Segment Open
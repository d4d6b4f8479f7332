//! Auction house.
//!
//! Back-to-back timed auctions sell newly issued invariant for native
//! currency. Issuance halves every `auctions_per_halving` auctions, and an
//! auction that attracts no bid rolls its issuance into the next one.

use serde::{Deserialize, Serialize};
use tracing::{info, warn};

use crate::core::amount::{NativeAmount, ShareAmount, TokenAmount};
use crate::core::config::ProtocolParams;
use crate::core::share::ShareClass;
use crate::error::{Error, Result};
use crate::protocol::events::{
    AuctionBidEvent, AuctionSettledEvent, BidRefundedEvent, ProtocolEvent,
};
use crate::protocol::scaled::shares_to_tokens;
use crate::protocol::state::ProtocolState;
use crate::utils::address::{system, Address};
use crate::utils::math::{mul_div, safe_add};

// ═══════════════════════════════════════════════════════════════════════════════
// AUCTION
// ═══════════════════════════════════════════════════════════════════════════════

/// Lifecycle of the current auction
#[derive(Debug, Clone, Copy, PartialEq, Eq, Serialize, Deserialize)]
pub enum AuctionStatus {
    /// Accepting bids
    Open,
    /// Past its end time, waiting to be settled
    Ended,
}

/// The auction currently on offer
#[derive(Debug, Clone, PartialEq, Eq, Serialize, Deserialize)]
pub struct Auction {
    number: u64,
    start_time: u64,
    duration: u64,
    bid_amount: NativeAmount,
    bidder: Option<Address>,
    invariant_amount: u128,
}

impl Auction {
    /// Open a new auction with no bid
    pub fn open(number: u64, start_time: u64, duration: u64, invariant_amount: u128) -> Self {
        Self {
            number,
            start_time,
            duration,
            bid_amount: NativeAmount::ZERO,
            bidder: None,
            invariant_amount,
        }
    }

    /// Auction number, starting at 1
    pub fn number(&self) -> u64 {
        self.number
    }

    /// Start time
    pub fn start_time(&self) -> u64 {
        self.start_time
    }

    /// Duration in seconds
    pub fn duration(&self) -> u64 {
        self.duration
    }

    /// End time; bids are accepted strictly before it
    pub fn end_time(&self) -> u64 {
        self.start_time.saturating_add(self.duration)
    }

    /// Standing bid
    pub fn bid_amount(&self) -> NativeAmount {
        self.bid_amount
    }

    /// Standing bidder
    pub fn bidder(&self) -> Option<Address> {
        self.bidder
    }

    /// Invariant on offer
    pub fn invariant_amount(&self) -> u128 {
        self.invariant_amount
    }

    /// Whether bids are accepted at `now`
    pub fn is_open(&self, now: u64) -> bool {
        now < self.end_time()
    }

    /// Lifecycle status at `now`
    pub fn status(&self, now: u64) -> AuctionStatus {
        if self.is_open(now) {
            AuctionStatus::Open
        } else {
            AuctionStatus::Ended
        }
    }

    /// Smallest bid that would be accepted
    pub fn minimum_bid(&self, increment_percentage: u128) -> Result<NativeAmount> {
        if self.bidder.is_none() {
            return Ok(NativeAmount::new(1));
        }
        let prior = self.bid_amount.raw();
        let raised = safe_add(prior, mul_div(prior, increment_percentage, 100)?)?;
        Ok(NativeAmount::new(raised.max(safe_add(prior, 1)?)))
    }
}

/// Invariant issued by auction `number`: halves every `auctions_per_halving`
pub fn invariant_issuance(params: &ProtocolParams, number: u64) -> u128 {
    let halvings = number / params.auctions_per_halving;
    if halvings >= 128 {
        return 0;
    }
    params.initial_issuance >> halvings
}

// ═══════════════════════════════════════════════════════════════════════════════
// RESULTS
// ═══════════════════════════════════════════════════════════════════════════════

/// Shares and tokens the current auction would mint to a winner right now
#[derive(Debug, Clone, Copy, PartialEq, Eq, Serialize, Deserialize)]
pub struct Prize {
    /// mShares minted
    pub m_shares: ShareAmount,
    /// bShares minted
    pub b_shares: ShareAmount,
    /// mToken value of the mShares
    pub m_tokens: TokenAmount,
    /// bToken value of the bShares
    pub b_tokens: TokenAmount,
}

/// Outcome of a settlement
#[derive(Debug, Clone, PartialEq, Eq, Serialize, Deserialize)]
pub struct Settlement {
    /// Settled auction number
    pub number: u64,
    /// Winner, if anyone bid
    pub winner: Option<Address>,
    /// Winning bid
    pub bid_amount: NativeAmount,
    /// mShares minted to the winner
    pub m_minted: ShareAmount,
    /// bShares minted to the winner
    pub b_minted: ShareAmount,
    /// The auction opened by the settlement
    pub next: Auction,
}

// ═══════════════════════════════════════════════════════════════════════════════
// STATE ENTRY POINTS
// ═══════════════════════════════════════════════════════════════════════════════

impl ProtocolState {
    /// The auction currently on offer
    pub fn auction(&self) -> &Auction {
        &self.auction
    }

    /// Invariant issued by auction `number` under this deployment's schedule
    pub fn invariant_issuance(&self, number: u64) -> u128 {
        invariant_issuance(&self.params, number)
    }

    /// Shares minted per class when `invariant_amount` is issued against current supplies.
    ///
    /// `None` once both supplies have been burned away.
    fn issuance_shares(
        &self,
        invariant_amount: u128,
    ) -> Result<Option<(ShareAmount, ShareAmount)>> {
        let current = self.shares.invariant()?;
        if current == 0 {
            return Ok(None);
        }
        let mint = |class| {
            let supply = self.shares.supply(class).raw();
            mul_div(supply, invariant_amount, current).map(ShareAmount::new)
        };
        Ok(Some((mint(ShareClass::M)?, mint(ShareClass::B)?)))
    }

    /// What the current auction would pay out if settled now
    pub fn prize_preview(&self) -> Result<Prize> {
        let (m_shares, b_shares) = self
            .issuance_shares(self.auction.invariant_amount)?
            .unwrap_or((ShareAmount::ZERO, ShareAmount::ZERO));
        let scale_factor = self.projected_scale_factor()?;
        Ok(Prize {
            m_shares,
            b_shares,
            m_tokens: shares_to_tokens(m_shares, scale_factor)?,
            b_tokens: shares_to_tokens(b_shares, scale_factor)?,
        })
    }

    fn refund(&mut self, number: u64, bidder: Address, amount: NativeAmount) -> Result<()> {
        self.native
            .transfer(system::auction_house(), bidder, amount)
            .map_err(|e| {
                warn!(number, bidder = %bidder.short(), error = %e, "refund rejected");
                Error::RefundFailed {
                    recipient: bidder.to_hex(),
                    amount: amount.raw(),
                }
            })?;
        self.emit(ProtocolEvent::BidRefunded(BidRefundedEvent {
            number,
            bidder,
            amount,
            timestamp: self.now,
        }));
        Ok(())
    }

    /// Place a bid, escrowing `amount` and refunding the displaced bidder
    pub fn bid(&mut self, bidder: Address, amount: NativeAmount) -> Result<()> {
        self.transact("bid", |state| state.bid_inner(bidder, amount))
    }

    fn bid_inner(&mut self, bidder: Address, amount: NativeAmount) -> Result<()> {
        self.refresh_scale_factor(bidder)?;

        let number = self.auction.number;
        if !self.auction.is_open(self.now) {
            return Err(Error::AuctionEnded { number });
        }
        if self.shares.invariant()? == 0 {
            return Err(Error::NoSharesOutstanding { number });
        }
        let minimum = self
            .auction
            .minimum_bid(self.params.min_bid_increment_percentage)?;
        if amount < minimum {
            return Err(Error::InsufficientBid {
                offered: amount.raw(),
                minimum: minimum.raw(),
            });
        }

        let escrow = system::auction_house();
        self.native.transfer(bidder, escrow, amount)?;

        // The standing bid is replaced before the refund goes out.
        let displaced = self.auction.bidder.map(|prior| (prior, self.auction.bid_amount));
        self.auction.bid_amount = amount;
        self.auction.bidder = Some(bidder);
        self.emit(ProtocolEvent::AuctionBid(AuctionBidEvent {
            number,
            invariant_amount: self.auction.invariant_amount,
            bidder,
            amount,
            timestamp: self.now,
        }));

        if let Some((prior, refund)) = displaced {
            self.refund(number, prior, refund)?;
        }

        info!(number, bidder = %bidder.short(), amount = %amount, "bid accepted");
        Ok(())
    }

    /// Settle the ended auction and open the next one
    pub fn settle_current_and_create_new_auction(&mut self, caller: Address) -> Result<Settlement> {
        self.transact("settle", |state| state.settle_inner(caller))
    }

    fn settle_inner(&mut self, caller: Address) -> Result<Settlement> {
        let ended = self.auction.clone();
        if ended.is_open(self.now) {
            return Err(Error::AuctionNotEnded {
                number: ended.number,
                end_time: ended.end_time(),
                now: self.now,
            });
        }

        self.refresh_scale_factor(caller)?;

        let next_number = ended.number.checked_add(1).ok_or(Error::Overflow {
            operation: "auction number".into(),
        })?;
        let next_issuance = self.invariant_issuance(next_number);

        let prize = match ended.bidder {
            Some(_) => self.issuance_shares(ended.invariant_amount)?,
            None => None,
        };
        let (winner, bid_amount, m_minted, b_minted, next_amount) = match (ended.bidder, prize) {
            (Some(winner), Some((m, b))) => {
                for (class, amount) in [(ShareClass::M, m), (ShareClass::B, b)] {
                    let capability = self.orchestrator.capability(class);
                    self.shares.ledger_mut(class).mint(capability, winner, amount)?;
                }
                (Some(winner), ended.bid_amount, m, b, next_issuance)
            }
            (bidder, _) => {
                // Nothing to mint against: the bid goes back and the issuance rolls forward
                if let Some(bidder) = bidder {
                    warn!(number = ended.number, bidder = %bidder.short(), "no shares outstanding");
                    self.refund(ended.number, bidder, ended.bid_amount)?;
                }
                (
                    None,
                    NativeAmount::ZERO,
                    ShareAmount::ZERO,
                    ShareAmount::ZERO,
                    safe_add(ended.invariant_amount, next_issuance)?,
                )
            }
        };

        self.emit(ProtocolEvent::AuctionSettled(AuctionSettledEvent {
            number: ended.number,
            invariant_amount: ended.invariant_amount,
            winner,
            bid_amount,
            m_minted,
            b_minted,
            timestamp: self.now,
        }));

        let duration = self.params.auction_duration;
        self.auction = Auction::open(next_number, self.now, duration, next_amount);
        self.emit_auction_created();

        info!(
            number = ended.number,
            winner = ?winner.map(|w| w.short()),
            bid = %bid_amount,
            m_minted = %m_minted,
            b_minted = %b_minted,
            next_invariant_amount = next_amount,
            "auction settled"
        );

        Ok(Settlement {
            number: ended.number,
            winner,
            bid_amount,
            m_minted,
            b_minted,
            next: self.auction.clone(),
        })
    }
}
Segment Closed
> [WHAT TO WORK ON]: Work through the entries, filtering for the string "ProtocolState", and copy each line that holds it.

> [RESPONSE FOR THIS EXERCISE]:
use crate::protocol::state::ProtocolState;
impl ProtocolState {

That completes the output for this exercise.